MICIN-AEI Coordinated project supported by grants PID2023-146275NB-C21 and PID2023-146275NB-C22 funded by MICIU/AEI/10.13039/501100011033 and ERDF/EU. 2024 - 2027. Endowment: 212.250 EUR

Project summary

Mathematical modelling is a powerful tool for understanding and manipulating complex biological systems. Dynamic models are crucial in systems biology and biomedical engineering because they enable the quantitative analysis and prediction of behaviours and interactions over time. They facilitate a deeper understanding of disease progression, drug effects, and the response of biological systems to various stimuli, leading to more effective treatments and interventions. These models have several advantages over purely data-driven and statistical models, including better predictive power, deeper understanding, greater interpretability, and less data dependency.

DYNAMObio aims to create new dynamic modelling, analysis, optimisation and control techniques tailored for biomedical engineering and systems biology, integrating approaches from systems and control engineering, applied mathematics, and computer science. In regard to dynamic model building and analysis, DYNAMO-bio will develop methods for discovering mechanistic equations from data, analysing identifiability and observability, estimating parameters, and quantifying uncertainty. An important aspect of the project is to expand the use of some of these techniques from models described by ordinary differential equations to more complex systems, including spatiotemporal dynamics and stochastic processes. In regard to control and optimization, DYNAMO-bio will develop techniques for nonlinear controllability and accessibility analysis, dynamic optimisation, observer design, and closed-loop control including impulsive (reset) techniques. These advancements will be implemented in software tools, made freely available to the scientific community.
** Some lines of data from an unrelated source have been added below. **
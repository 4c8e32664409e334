//! Standard manufactured culvert sizes
//!
//! One ladder per barrel shape, ascending. Sizing never invents a diameter:
//! every recommendation is an entry of one of these ladders.
//!
//! ## Shapes
//!
//! - Circular: span and rise are both the nominal diameter
//! - Pipe-arch: corrugated steel pipe-arch, span × rise, area approximated as an ellipse
//! - Box: precast concrete box, span × rise
//!
//! Ordering along each ladder is checked at compile time.

use std::f64::consts::PI;

use serde::{Deserialize, Serialize};

use crate::core_types::units::{Meters, Millimeters, SquareMeters};

/// Culvert barrel shape
#[derive(Debug, Clone, Copy, PartialEq, Eq, Hash, Default, Serialize, Deserialize)]
#[serde(rename_all = "snake_case")]
pub enum PipeShape {
    /// Round pipe (CSP, HDPE, concrete)
    #[default]
    Circular,
    /// Corrugated steel pipe-arch (low cover crossings)
    PipeArch,
    /// Precast concrete box
    Box,
}

impl PipeShape {
    /// All shapes, in the order offered to the user.
    pub const ALL: [PipeShape; 3] = [PipeShape::Circular, PipeShape::PipeArch, PipeShape::Box];

    /// The standard size ladder for this shape, ascending.
    pub fn standard_sizes(self) -> &'static [StandardSize] {
        match self {
            PipeShape::Circular => &CIRCULAR_SIZES,
            PipeShape::PipeArch => &PIPE_ARCH_SIZES,
            PipeShape::Box => &BOX_SIZES,
        }
    }

    /// Largest size on this shape's ladder.
    pub fn largest_size(self) -> StandardSize {
        let sizes = self.standard_sizes();
        sizes[sizes.len() - 1]
    }

    /// Display name
    pub fn label(self) -> &'static str {
        match self {
            PipeShape::Circular => "circular",
            PipeShape::PipeArch => "pipe-arch",
            PipeShape::Box => "box",
        }
    }
}

/// A manufactured culvert size.
///
/// For circular pipes `span == rise == diameter`.
#[derive(Debug, Clone, Copy, PartialEq, Eq, Hash, Serialize, Deserialize)]
pub struct StandardSize {
    pub shape: PipeShape,
    /// Nominal size; the diameter of a round pipe, the width of an arch or box
    pub span: Millimeters,
    pub rise: Millimeters,
}

impl StandardSize {
    /// Round pipe of the given nominal diameter
    pub const fn circular(diameter_mm: u32) -> Self {
        Self {
            shape: PipeShape::Circular,
            span: Millimeters::new(diameter_mm),
            rise: Millimeters::new(diameter_mm),
        }
    }

    /// Pipe-arch of the given span and rise
    pub const fn pipe_arch(span_mm: u32, rise_mm: u32) -> Self {
        Self {
            shape: PipeShape::PipeArch,
            span: Millimeters::new(span_mm),
            rise: Millimeters::new(rise_mm),
        }
    }

    /// Box of the given span and rise
    pub const fn box_section(span_mm: u32, rise_mm: u32) -> Self {
        Self {
            shape: PipeShape::Box,
            span: Millimeters::new(span_mm),
            rise: Millimeters::new(rise_mm),
        }
    }

    /// Full-barrel waterway area
    ///
    /// - Circular: π·D²/4
    /// - Pipe-arch: π/4 · span · rise (ellipse approximation)
    /// - Box: span · rise
    pub fn area(&self) -> SquareMeters {
        let span = *self.span.to_meters();
        let rise = *self.rise.to_meters();
        match self.shape {
            PipeShape::Circular => SquareMeters::new(PI * span * span / 4.0),
            PipeShape::PipeArch => SquareMeters::new(PI / 4.0 * span * rise),
            PipeShape::Box => SquareMeters::new(span * rise),
        }
    }

    /// Wetted perimeter when flowing full
    ///
    /// Pipe-arch uses Ramanujan's ellipse perimeter approximation:
    /// ```text
    /// P ≈ π × (3(a + b) − √((3a + b)(a + 3b)))
    /// ```
    /// with semi-axes `a = span/2`, `b = rise/2`.
    pub fn wetted_perimeter(&self) -> Meters {
        let span = *self.span.to_meters();
        let rise = *self.rise.to_meters();
        match self.shape {
            PipeShape::Circular => Meters::new(PI * span),
            PipeShape::PipeArch => {
                let a = span / 2.0;
                let b = rise / 2.0;
                Meters::new(PI * (3.0 * (a + b) - ((3.0 * a + b) * (a + 3.0 * b)).sqrt()))
            }
            PipeShape::Box => Meters::new(2.0 * (span + rise)),
        }
    }

    /// Hydraulic radius when flowing full (R = A / P, exactly D/4 for round pipe)
    pub fn hydraulic_radius(&self) -> Meters {
        match self.shape {
            PipeShape::Circular => Meters::new(*self.span.to_meters() / 4.0),
            PipeShape::PipeArch | PipeShape::Box => {
                Meters::new(*self.area() / *self.wetted_perimeter())
            }
        }
    }

    /// Diameter of the round pipe with the same waterway area
    pub fn equivalent_diameter(&self) -> Meters {
        match self.shape {
            PipeShape::Circular => self.span.to_meters(),
            PipeShape::PipeArch | PipeShape::Box => Meters::new((4.0 * *self.area() / PI).sqrt()),
        }
    }
}

impl std::fmt::Display for StandardSize {
    fn fmt(&self, f: &mut std::fmt::Formatter<'_>) -> std::fmt::Result {
        match self.shape {
            PipeShape::Circular => write!(f, "{} mm circular", *self.span),
            PipeShape::PipeArch => write!(f, "{} x {} mm pipe-arch", *self.span, *self.rise),
            PipeShape::Box => write!(f, "{} x {} mm box", *self.span, *self.rise),
        }
    }
}

/// Round pipe diameters (mm), 300 to 2400
pub const CIRCULAR_SIZES: [StandardSize; 18] = [
    StandardSize::circular(300),
    StandardSize::circular(400),
    StandardSize::circular(450),
    StandardSize::circular(500),
    StandardSize::circular(600),
    StandardSize::circular(700),
    StandardSize::circular(800),
    StandardSize::circular(900),
    StandardSize::circular(1000),
    StandardSize::circular(1200),
    StandardSize::circular(1400),
    StandardSize::circular(1500),
    StandardSize::circular(1600),
    StandardSize::circular(1700),
    StandardSize::circular(1800),
    StandardSize::circular(2000),
    StandardSize::circular(2200),
    StandardSize::circular(2400),
];

/// Corrugated steel pipe-arch span × rise (mm)
pub const PIPE_ARCH_SIZES: [StandardSize; 11] = [
    StandardSize::pipe_arch(560, 420),
    StandardSize::pipe_arch(680, 500),
    StandardSize::pipe_arch(800, 580),
    StandardSize::pipe_arch(910, 660),
    StandardSize::pipe_arch(1030, 740),
    StandardSize::pipe_arch(1150, 820),
    StandardSize::pipe_arch(1390, 970),
    StandardSize::pipe_arch(1630, 1120),
    StandardSize::pipe_arch(1880, 1260),
    StandardSize::pipe_arch(2130, 1400),
    StandardSize::pipe_arch(2410, 1560),
];

/// Precast box span × rise (mm)
pub const BOX_SIZES: [StandardSize; 9] = [
    StandardSize::box_section(600, 600),
    StandardSize::box_section(900, 600),
    StandardSize::box_section(1200, 900),
    StandardSize::box_section(1500, 900),
    StandardSize::box_section(1800, 1200),
    StandardSize::box_section(2100, 1200),
    StandardSize::box_section(2400, 1500),
    StandardSize::box_section(3000, 1800),
    StandardSize::box_section(3600, 2400),
];

/// Span strictly increasing and rise non-decreasing along the ladder,
/// which makes area strictly increasing for every shape.
const fn ladder_is_ascending(sizes: &[StandardSize]) -> bool {
    let mut i = 1;
    while i < sizes.len() {
        if sizes[i].span.value() <= sizes[i - 1].span.value()
            || sizes[i].rise.value() < sizes[i - 1].rise.value()
        {
            return false;
        }
        i += 1;
    }
    true
}

const _: () = assert!(ladder_is_ascending(&CIRCULAR_SIZES), "circular ladder out of order");
const _: () = assert!(ladder_is_ascending(&PIPE_ARCH_SIZES), "pipe-arch ladder out of order");
const _: () = assert!(ladder_is_ascending(&BOX_SIZES), "box ladder out of order");

#[cfg(test)]
mod tests {
    use super::*;
    use approx::assert_relative_eq;

    #[test]
    fn test_circular_ladder_bounds() {
        assert_eq!(CIRCULAR_SIZES[0].span, Millimeters::new(300));
        assert_eq!(PipeShape::Circular.largest_size().span, Millimeters::new(2400));
    }

    #[test]
    fn test_areas_strictly_increase() {
        for shape in PipeShape::ALL {
            for pair in shape.standard_sizes().windows(2) {
                assert!(
                    *pair[1].area() > *pair[0].area(),
                    "{} ladder area must increase: {} then {}",
                    shape.label(),
                    pair[0],
                    pair[1]
                );
            }
        }
    }

    #[test]
    fn test_circular_hydraulic_radius_is_quarter_diameter() {
        let pipe = StandardSize::circular(1200);
        assert_relative_eq!(*pipe.hydraulic_radius(), 0.3);
        assert_relative_eq!(
            *pipe.hydraulic_radius(),
            *pipe.area() / *pipe.wetted_perimeter(),
            epsilon = 1e-12
        );
    }

    #[test]
    fn test_box_geometry() {
        let box_section = StandardSize::box_section(1200, 900);
        assert_relative_eq!(*box_section.area(), 1.08, epsilon = 1e-12);
        assert_relative_eq!(*box_section.wetted_perimeter(), 4.2, epsilon = 1e-12);
        assert_relative_eq!(*box_section.hydraulic_radius(), 1.08 / 4.2, epsilon = 1e-12);
    }

    #[test]
    fn test_pipe_arch_perimeter_between_bounds() {
        // An ellipse's perimeter lies between those of its inscribed and circumscribed circles
        let arch = StandardSize::pipe_arch(1630, 1120);
        let perimeter = *arch.wetted_perimeter();
        assert!(perimeter > PI * 1.120);
        assert!(perimeter < PI * 1.630);
    }

    #[test]
    fn test_equivalent_diameter_preserves_area() {
        let arch = StandardSize::pipe_arch(910, 660);
        let d = *arch.equivalent_diameter();
        assert_relative_eq!(PI * d * d / 4.0, *arch.area(), epsilon = 1e-12);
        assert_eq!(*StandardSize::circular(900).equivalent_diameter(), 0.9);
    }

    #[test]
    fn test_display() {
        assert_eq!(StandardSize::circular(1700).to_string(), "1700 mm circular");
        assert_eq!(StandardSize::box_section(1800, 1200).to_string(), "1800 x 1200 mm box");
    }
}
The aforementioned techniques will be motivated by, and applied to, a number of applications in systems biology and biomedical engineering. This interdisciplinary project will combine expertise from these fields, relying on collaboration between two research subprojects (at UVIGO and MBG-CSIC) to address real-world health and biotechnology challenges:

Subproject 1, Modelling and controlling biomedical systems in ordinary differential equations and beyond, will be led by UVIGO. The research team includes four doctors with control engineering backgrounds, with extensive experience in nonlinear control theory and its application to biological and biomedical problems. They will be joined by one applied mathematician and a biologist specialized in immunology. They will collaborate with four external researchers: control engineering professors Antonis Papachristodoulou and Manolis Chatzis, and mathematics professors Ruth Baker and Werner Seiler. The first three are from the University of Oxford, and the fourth from Universität Kassel.

Subproject 2, Data-driven mechanistic modelling, uncertainty quantification and optimisation in systems biology, will be led by MBG-CSIC. This research group brings in a long and renowned experience in biological model-building (reverse engineering, network inference, nonlinear system identification) and optimization (including global and multi-criteria dynamic optimization) in the areas of systems and synthetic biology. In this project, we will reinforce this expertise with the cooperation of four external prestigious researchers: Neda Bagheri (UW Seattle), Julio Saez-Rodriguez (Heidelberg University), Sebastian Sager (OVGU Magdeburg), and Hidde de Jong (INRIA).